-- Opening Marker --

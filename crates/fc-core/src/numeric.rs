use crate::FcError;

pub fn ensure_finite(v: f64, what: &'static str) -> Result<f64, FcError> {
    if v.is_finite() {
        Ok(v)
    } else {
        Err(FcError::NonFinite { what, value: v })
    }
}

/// Round half-up, matching the C idiom `(int)(x + 0.5)` for non-negative
/// inputs. Used when converting fractional duty cycles to sysfs integers.
pub fn round_half_up(v: f64) -> i64 {
    (v + 0.5).floor() as i64
}

/// Clamp a control signal to the percentage range [0, 100].
pub fn clamp_percent(v: f64) -> f64 {
    v.clamp(0.0, 100.0)
}

#[cfg(test)]
mod tests {
    use super::*;
    use proptest::prelude::*;

    #[test]
    fn ensure_finite_detects_nan() {
        let err = ensure_finite(f64::NAN, "test").unwrap_err();
        let msg = format!("{err}");
        assert!(msg.contains("Non-finite"));
    }

    #[test]
    fn ensure_finite_passes_normal_values() {
        assert_eq!(ensure_finite(5.0, "test").unwrap(), 5.0);
        assert_eq!(ensure_finite(-1.0, "test").unwrap(), -1.0);
        assert!(ensure_finite(f64::INFINITY, "test").is_err());
    }

    #[test]
    fn round_half_up_basic() {
        assert_eq!(round_half_up(0.0), 0);
        assert_eq!(round_half_up(0.4), 0);
        assert_eq!(round_half_up(0.5), 1);
        assert_eq!(round_half_up(34.5), 35);
        assert_eq!(round_half_up(254.49), 254);
    }

    #[test]
    fn clamp_percent_bounds() {
        assert_eq!(clamp_percent(-3.0), 0.0);
        assert_eq!(clamp_percent(42.0), 42.0);
        assert_eq!(clamp_percent(250.0), 100.0);
    }

    proptest! {
        #[test]
        fn round_half_up_lands_on_a_neighbor(v in -1.0e6_f64..1.0e6) {
            let rounded = round_half_up(v);
            prop_assert!(rounded == v.floor() as i64 || rounded == v.ceil() as i64);
        }

        #[test]
        fn round_half_up_is_monotonic(a in -1.0e6_f64..1.0e6, b in -1.0e6_f64..1.0e6) {
            let (lo, hi) = if a <= b { (a, b) } else { (b, a) };
            prop_assert!(round_half_up(lo) <= round_half_up(hi));
        }
    }
}
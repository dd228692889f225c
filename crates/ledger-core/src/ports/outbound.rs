//! # Driven Port: raw state store
//!
//! The generic key/value store addressed by hex strings. This is the
//! only interface [`crate::state::Ledger`] depends on; it knows nothing
//! about accounts, tokens, or balances. An adapter backs this with
//! whatever the collaborator's consensus layer provides.

use ledger_types::LedgerError;

/// Raw key/value access to the replicated state store.
///
/// Implementations must give every transaction a consistent
/// pre-transaction read view and commit writes atomically.
pub trait StateStore {
    /// Read the raw bytes at `address`, or `None` if unset.
    fn get(&self, address: &str) -> Result<Option<Vec<u8>>, LedgerError>;

    /// Write every `(address, bytes)` pair atomically. Partial application
    /// on failure is not observable: either all entries land or none do.
    fn set_many(&self, entries: Vec<(String, Vec<u8>)>) -> Result<(), LedgerError>;
}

-- Closing Marker --

• _Your task_: Repeat exactly the lines above, starting with the line that contains "backs this with" and ending with the last line, both included, and nothing else.

• _Answer_:
//! about accounts, tokens, or balances. An adapter backs this with
//! whatever the collaborator's consensus layer provides.

use ledger_types::LedgerError;

/// Raw key/value access to the replicated state store.
///
/// Implementations must give every transaction a consistent
/// pre-transaction read view and commit writes atomically.
pub trait StateStore {
    /// Read the raw bytes at `address`, or `None` if unset.
    fn get(&self, address: &str) -> Result<Option<Vec<u8>>, LedgerError>;

    /// Write every `(address, bytes)` pair atomically. Partial application
    /// on failure is not observable: either all entries land or none do.
    fn set_many(&self, entries: Vec<(String, Vec<u8>)>) -> Result<(), LedgerError>;
}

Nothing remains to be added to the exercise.